2. The ability of the police to perform their duties is dependent upon public approval of police existence, actions, behavior and the ability of the police to secure and maintain public respect.

3. The police must secure the willing cooperation of the public in voluntary observance of the law to be able to secure and maintain public respect.

4. The degree of cooperation of the public that can be secured diminishes, proportionately, to the necessity for the use of physical force and compulsion in achieving police objectives.

5. The police seek and preserve public favor, not by catering to public opinion, but by constantly demonstrating absolutely impartial service to the law, in complete independence of policy, and without regard to the justice or injustice of the substance of individual laws; by ready offering of individual service and friendship to all members of society without regard to their race or social standing, by ready exercise of courtesy and friendly good humor; and by ready offering of individual sacrifice in protecting and preserving life.

6. The police should use physical force to the extent necessary to secure observance of the law or to restore order only when the exercise of persuasion, advice and warning is found to be insufficient to achieve police objectives; and police should use only the minimum degree of physical force which is necessary on any particular occasion for achieving a police objective.
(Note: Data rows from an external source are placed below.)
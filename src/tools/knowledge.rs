//! Knowledge-base search capability and the `search_knowledge_base` tool.

use std::sync::Arc;

use async_trait::async_trait;
use serde::{Deserialize, Serialize};
use serde_json::{json, Value};

use crate::config::ProviderConfig;
use crate::error::Error;
use crate::Result;

use super::Tool;

/// One matching note.
#[derive(Debug, Clone, PartialEq, Serialize, Deserialize)]
pub struct SearchHit {
    pub path: String,
    pub title: String,
    pub snippet: String,
    pub score: f32,
}

/// Hits plus a context block ready to inject into a prompt.
#[derive(Debug, Clone, Default, PartialEq, Serialize, Deserialize)]
pub struct SearchResults {
    pub results: Vec<SearchHit>,
    pub context: String,
}

/// Search engine over the user's notes. Ranking and indexing are the
/// implementor's business.
#[async_trait]
pub trait KnowledgeSearch: Send + Sync {
    async fn search_with_results(
        &self,
        query: &str,
        config: &ProviderConfig,
        max_results: usize,
    ) -> Result<SearchResults>;
}

/// Built-in tool backed by a [`KnowledgeSearch`].
pub struct SearchKnowledgeBaseTool {
    search: Arc<dyn KnowledgeSearch>,
    config: ProviderConfig,
    max_results: usize,
}

impl SearchKnowledgeBaseTool {
    pub fn new(search: Arc<dyn KnowledgeSearch>, config: ProviderConfig, max_results: usize) -> Self {
        Self {
            search,
            config,
            max_results,
        }
    }
}

#[async_trait]
impl Tool for SearchKnowledgeBaseTool {
    fn name(&self) -> &str { "search_knowledge_base" }
    fn description(&self) -> &str {
        "Search the user's notes for passages relevant to a query. Returns the best matching \
         notes with short excerpts."
    }

    fn parameters(&self) -> Value {
        json!({
            "type": "object",
            "properties": {
                "query": {
                    "type": "string",
                    "description": "What to look for"
                },
                "max_results": {
                    "type": "integer",
                    "description": "Maximum number of notes to return"
                }
            },
            "required": ["query"]
        })
    }

    async fn execute(&self, params: Value) -> Result<Value> {
        let query = params.get("query")
            .and_then(|v| v.as_str())
            .filter(|q| !q.trim().is_empty())
            .ok_or_else(|| Error::Tool("Missing 'query' parameter".to_string()))?;

        let max_results = params.get("max_results")
            .and_then(|v| v.as_u64())
            .map(|n| (n as usize).clamp(1, self.max_results.max(1)))
            .unwrap_or(self.max_results);

        let found = self
            .search
            .search_with_results(query, &self.config, max_results)
            .await?;

        if found.results.is_empty() {
            return Ok(json!(format!("No notes matched '{}'.", query)));
        }
        let sources: Vec<&str> = found.results.iter().map(|h| h.path.as_str()).collect();
        Ok(json!({
            "context": found.context,
            "sources": sources,
        }))
    }
}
7. The police at all times should maintain a relationship with the public that gives reality to the historic tradition that the police are the public and the public are the police; the police are the only members of the public who are paid to give full-time attention to duties which are incumbent on every citizen in the intent of the community welfare.

8. The police should always direct their actions toward their functions and never appear to usurp the powers of the judiciary by avenging individuals or the state, or authoritatively judging guilt or punishing the guilty.

9. The test of police efficiency is the absence of crime and disorder, not the visible evidence of police action in dealing with them.